Education and workforce
The main centers of medical education are University of Guyana, American International School of Medicine, and Texila American University. Guyanese physicians usually seek post-graduate education abroad, due to limited opportunities in Guyana. Medical students often go to Cuba as a part of a government-funded training program. Likewise, many Cuban nationals work in the Guyanese healthcare sector. Since 1993, Chinese medical professionals have worked in Guyana as a part of the Protocol on Medical Cooperation between the two countries. China has also donated medical equipment.
External partnerships also serve to develop sections of Guyana's healthcare system. Universities with long-term involvement include; McMaster University (Surgery and Paediatrics), Case Western University (Obstetrics) and Vanderbilt University (Emergency Medicine).
A number of non-governmental organizations, including Health and Educational Relief for Guyana (HERG, INC) and Guyana Medical Relief (GMR, INC) have worked in Guyana to improve healthcare access and educational infrastructure.
Maternal and child health care
The 2010 maternal mortality rate per 100,000 births for Guyana is 260. This is compared with 143.1 in 2008 and 162.3 in 1990. The under 5 mortality rate, per 1,000 births is 36 and the neonatal mortality as a percentage of under 5's mortality is 60. In Guyana the number of midwives per 1,000 live births is unavailable and the lifetime risk of death for pregnant women is 1 in 150.

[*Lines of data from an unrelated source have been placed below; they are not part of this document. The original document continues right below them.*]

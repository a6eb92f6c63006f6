//! Match targets
//!
//! A match target binds hostnames and paths (website targets) or API
//! endpoints (API targets) to a security policy. Create and update take the
//! target document as opaque JSON.

use serde::{Deserialize, Serialize};
use serde_json::Value;
use validator::Validate;

use super::errors::Result;
use super::filter::retain_matching;
use super::json_payload;
use super::operation::Call;
use super::{Appsec, BASE_PATH};
use crate::session::Transport;

#[derive(Debug, Clone, Default, PartialEq, Serialize, Deserialize)]
pub struct ApiReference {
    #[serde(default)]
    pub id: i64,
    #[serde(default)]
    pub name: String,
}

#[derive(Debug, Clone, Default, PartialEq, Serialize, Deserialize)]
pub struct NetworkListReference {
    #[serde(default)]
    pub id: String,
    #[serde(default)]
    pub name: String,
}

#[derive(Debug, Clone, Default, PartialEq, Serialize, Deserialize)]
#[serde(rename_all = "camelCase")]
pub struct PolicyReference {
    #[serde(default)]
    pub policy_id: String,
}

#[derive(Debug, Clone, Default, PartialEq, Serialize, Deserialize)]
#[serde(rename_all = "camelCase")]
pub struct MatchTarget {
    #[serde(rename = "type", default)]
    pub target_type: String,
    #[serde(default)]
    pub target_id: i64,
    #[serde(default, skip_serializing_if = "Option::is_none")]
    pub config_id: Option<i64>,
    #[serde(default, skip_serializing_if = "Option::is_none")]
    pub config_version: Option<i64>,
    #[serde(default, skip_serializing_if = "Option::is_none")]
    pub sequence: Option<i64>,
    #[serde(default, skip_serializing_if = "Vec::is_empty")]
    pub apis: Vec<ApiReference>,
    #[serde(default, skip_serializing_if = "String::is_empty")]
    pub default_file: String,
    #[serde(default, skip_serializing_if = "Vec::is_empty")]
    pub hostnames: Vec<String>,
    #[serde(default, skip_serializing_if = "Vec::is_empty")]
    pub file_paths: Vec<String>,
    #[serde(default, skip_serializing_if = "Vec::is_empty")]
    pub file_extensions: Vec<String>,
    #[serde(default, skip_serializing_if = "std::ops::Not::not")]
    pub is_negative_file_extension_match: bool,
    #[serde(default, skip_serializing_if = "Option::is_none")]
    pub is_negative_path_match: Option<bool>,
    #[serde(default)]
    pub security_policy: PolicyReference,
    #[serde(default, skip_serializing_if = "Vec::is_empty")]
    pub bypass_network_lists: Vec<NetworkListReference>,
}

#[derive(Debug, Clone, Default, Validate)]
pub struct GetMatchTargetsRequest {
    #[validate(range(min = 1))]
    pub config_id: i64,
    #[validate(range(min = 1))]
    pub config_version: i64,
    /// Keep only the target with this id
    pub target_id: i64,
}

#[derive(Debug, Clone, Default, PartialEq, Serialize, Deserialize)]
#[serde(rename_all = "camelCase")]
pub struct MatchTargets {
    #[serde(default)]
    pub api_targets: Vec<MatchTarget>,
    #[serde(default)]
    pub website_targets: Vec<MatchTarget>,
}

#[derive(Debug, Clone, Default, PartialEq, Serialize, Deserialize)]
#[serde(rename_all = "camelCase")]
pub struct GetMatchTargetsResponse {
    #[serde(default)]
    pub match_targets: MatchTargets,
}

#[derive(Debug, Clone, Default, Validate)]
pub struct GetMatchTargetRequest {
    #[validate(range(min = 1))]
    pub config_id: i64,
    #[validate(range(min = 1))]
    pub config_version: i64,
    #[validate(range(min = 1))]
    pub target_id: i64,
}

pub type GetMatchTargetResponse = MatchTarget;

#[derive(Debug, Clone, Default, Validate)]
pub struct CreateMatchTargetRequest {
    #[validate(range(min = 1))]
    pub config_id: i64,
    #[validate(range(min = 1))]
    pub config_version: i64,
    #[validate(custom(function = "json_payload"))]
    pub json_payload: Value,
}

pub type CreateMatchTargetResponse = MatchTarget;

#[derive(Debug, Clone, Default, Validate)]
pub struct UpdateMatchTargetRequest {
    #[validate(range(min = 1))]
    pub config_id: i64,
    #[validate(range(min = 1))]
    pub config_version: i64,
    #[validate(range(min = 1))]
    pub target_id: i64,
    #[validate(custom(function = "json_payload"))]
    pub json_payload: Value,
}

pub type UpdateMatchTargetResponse = MatchTarget;

#[derive(Debug, Clone, Default, Validate)]
pub struct RemoveMatchTargetRequest {
    #[validate(range(min = 1))]
    pub config_id: i64,
    #[validate(range(min = 1))]
    pub config_version: i64,
    #[validate(range(min = 1))]
    pub target_id: i64,
}

impl<T: Transport> Appsec<T> {
    /// List website and API match targets, optionally narrowed to one target id
    pub async fn get_match_targets(
        &self,
        params: &GetMatchTargetsRequest,
    ) -> Result<GetMatchTargetsResponse> {
        let path = format!(
            "{}/configs/{}/versions/{}/match-targets",
            BASE_PATH, params.config_id, params.config_version
        );

        let mut response: GetMatchTargetsResponse = self
            .execute(Call::get("GetMatchTargets", path).validate(params))
            .await?;

        let targets = &mut response.match_targets;
        targets.api_targets = retain_matching(
            std::mem::take(&mut targets.api_targets),
            &params.target_id,
            |t| &t.target_id,
        );
        targets.website_targets = retain_matching(
            std::mem::take(&mut targets.website_targets),
            &params.target_id,
            |t| &t.target_id,
        );
        Ok(response)
    }

    pub async fn get_match_target(
        &self,
        params: &GetMatchTargetRequest,
    ) -> Result<GetMatchTargetResponse> {
        let path = format!(
            "{}/configs/{}/versions/{}/match-targets/{}",
            BASE_PATH, params.config_id, params.config_version, params.target_id
        );
        self.execute(
            Call::get("GetMatchTarget", path)
                .validate(params)
                .query("includeChildObjectName", true),
        )
        .await
    }

    pub async fn create_match_target(
        &self,
        params: &CreateMatchTargetRequest,
    ) -> Result<CreateMatchTargetResponse> {
        let path = format!(
            "{}/configs/{}/versions/{}/match-targets",
            BASE_PATH, params.config_id, params.config_version
        );
        self.execute(
            Call::post("CreateMatchTarget", path)
                .validate(params)
                .json(&params.json_payload),
        )
        .await
    }

    pub async fn update_match_target(
        &self,
        params: &UpdateMatchTargetRequest,
    ) -> Result<UpdateMatchTargetResponse> {
        let path = format!(
            "{}/configs/{}/versions/{}/match-targets/{}",
            BASE_PATH, params.config_id, params.config_version, params.target_id
        );
        self.execute(
            Call::put("UpdateMatchTarget", path)
                .validate(params)
                .json(&params.json_payload),
        )
        .await
    }

    /// Delete a match target; whatever the API answers with is discarded
    pub async fn remove_match_target(&self, params: &RemoveMatchTargetRequest) -> Result<()> {
        let path = format!(
            "{}/configs/{}/versions/{}/match-targets/{}",
            BASE_PATH, params.config_id, params.config_version, params.target_id
        );
        self.execute::<serde::de::IgnoredAny>(
            Call::delete("RemoveMatchTarget", path).validate(params),
        )
        .await?;
        Ok(())
    }
}

#[cfg(test)]
mod tests {
    use super::*;
    use crate::appsec::testing::*;
    use reqwest::{Method, StatusCode};
    use serde_json::json;

    fn match_targets() -> Value {
        json!({
            "matchTargets": {
                "apiTargets": [
                    {"type": "api", "targetId": 2052813, "sequence": 1,
                     "apis": [{"id": 619183, "name": "Billing API"}],
                     "securityPolicy": {"policyId": "PLE_114049"},
                     "bypassNetworkLists": [{"id": "1304427_AAXXBBLIST", "name": "Bypass"}]}
                ],
                "websiteTargets": [
                    {"type": "website", "targetId": 2971336, "hostnames": ["www.example.com"],
                     "filePaths": ["/*"], "isNegativePathMatch": false,
                     "securityPolicy": {"policyId": "PLE_114049"}},
                    {"type": "website", "targetId": 2052813, "defaultFile": "NO_MATCH",
                     "securityPolicy": {"policyId": "PLE_114050"}}
                ]
            }
        })
    }

    #[tokio::test]
    async fn test_get_match_targets_filters_both_lists() {
        let client = client_expecting(
            Method::GET,
            "/appsec/v1/configs/43253/versions/15/match-targets",
            StatusCode::OK,
            match_targets(),
        );

        let result = client
            .get_match_targets(&GetMatchTargetsRequest {
                config_id: 43253,
                config_version: 15,
                target_id: 2052813,
            })
            .await
            .unwrap();

        assert_eq!(result.match_targets.api_targets.len(), 1);
        assert_eq!(result.match_targets.website_targets.len(), 1);
        assert_eq!(result.match_targets.website_targets[0].default_file, "NO_MATCH");
    }

    #[tokio::test]
    async fn test_no_match_keeps_empty_lists() {
        let client = client_expecting(
            Method::GET,
            "/appsec/v1/configs/43253/versions/15/match-targets",
            StatusCode::OK,
            match_targets(),
        );

        let result = client
            .get_match_targets(&GetMatchTargetsRequest {
                config_id: 43253,
                config_version: 15,
                target_id: 999,
            })
            .await
            .unwrap();

        assert_eq!(
            serde_json::to_value(&result).unwrap(),
            json!({"matchTargets": {"apiTargets": [], "websiteTargets": []}})
        );
    }

    #[tokio::test]
    async fn test_get_match_targets_unfiltered() {
        let client = client_expecting(
            Method::GET,
            "/appsec/v1/configs/43253/versions/15/match-targets",
            StatusCode::OK,
            match_targets(),
        );

        let result = client
            .get_match_targets(&GetMatchTargetsRequest {
                config_id: 43253,
                config_version: 15,
                target_id: 0,
            })
            .await
            .unwrap();

        let api = &result.match_targets.api_targets[0];
        assert_eq!(api.apis[0].name, "Billing API");
        assert_eq!(api.bypass_network_lists[0].id, "1304427_AAXXBBLIST");
        assert_eq!(result.match_targets.website_targets.len(), 2);
        assert_eq!(result.match_targets.website_targets[0].is_negative_path_match, Some(false));
    }

    #[tokio::test]
    async fn test_get_match_target_includes_child_names() {
        let client = client_with(
            |req| {
                req.path == "/appsec/v1/configs/43253/versions/15/match-targets/2971336"
                    && query_param(req, "includeChildObjectName") == Some("true")
            },
            StatusCode::OK,
            json!({"type": "website", "targetId": 2971336, "hostnames": ["www.example.com"]}),
        );

        let target = client
            .get_match_target(&GetMatchTargetRequest {
                config_id: 43253,
                config_version: 15,
                target_id: 2971336,
            })
            .await
            .unwrap();
        assert_eq!(target.hostnames, vec!["www.example.com"]);
    }

    #[tokio::test]
    async fn test_create_match_target_sends_raw_payload() {
        let payload = json!({"type": "website", "hostnames": ["a.example.com"],
                             "securityPolicy": {"policyId": "PLE_114049"}});
        let expected = payload.clone();

        let client = client_with(
            move |req| req.method == Method::POST && body_json(req) == expected,
            StatusCode::CREATED,
            json!({"type": "website", "targetId": 3008967, "hostnames": ["a.example.com"]}),
        );

        let created = client
            .create_match_target(&CreateMatchTargetRequest {
                config_id: 43253,
                config_version: 15,
                json_payload: payload,
            })
            .await
            .unwrap();
        assert_eq!(created.target_id, 3008967);
    }

    #[tokio::test]
    async fn test_create_match_target_requires_payload() {
        let err = client_never_called()
            .create_match_target(&CreateMatchTargetRequest {
                config_id: 43253,
                config_version: 15,
                json_payload: Value::Null,
            })
            .await
            .unwrap_err();
        assert!(err.validation().unwrap().field_errors().contains_key("json_payload"));
    }

    #[tokio::test]
    async fn test_remove_match_target_ignores_body() {
        let client = client_expecting(
            Method::DELETE,
            "/appsec/v1/configs/43253/versions/15/match-targets/2971336",
            StatusCode::OK,
            json!({"type": "website", "targetId": 2971336, "unexpected": [1, 2, 3]}),
        );

        client
            .remove_match_target(&RemoveMatchTargetRequest {
                config_id: 43253,
                config_version: 15,
                target_id: 2971336,
            })
            .await
            .unwrap();
    }
}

Fertility rates per location (2014):
- Urban 2.3
- Rural 2.7
- Coastal 2.4
- Interior areas 4.3
Mortality and Illness
The top ten causes of death according to the CDC (2010):
- Ischemic Heart Disease 15%
- Stroke 13%
- Cancer 10%
- Diabetes 9%
- HIV 7%
- Hypertensive Heart Disease 4%
- Lower Respiratory Infections 4%
- Self-Harm 4%
- Cirrhosis 3%
- Interpersonal Violence 2%
The ten leading causes of morbidity (illness) for all age groups are, in decreasing order: malaria; acute respiratory infections; symptoms, signs and ill defined or unknown conditions; hypertension; accident and injuries; acute diarrhoeal disease; diabetes mellitus; worm infestation; rheumatic arthritis; and mental and nervous disorders.
This morbidity profile indicates that it can be improved substantially through enhanced preventive health care, better education on health issues, more widespread access to potable water and sanitation services, and increased access to basic health care of good quality.
Dengue fever and malaria have a presence in rural communities.
Suicide is a leading cause of death in Guyana. Guyana suffers from the highest suicide rate of any South American country. In 2008 it was estimated that at least 200 people commit suicide each year in Guyana, or 27.2 people for each 100,000 people each year.
In 2012 Guyana had a murder rate of 17 per 100,000.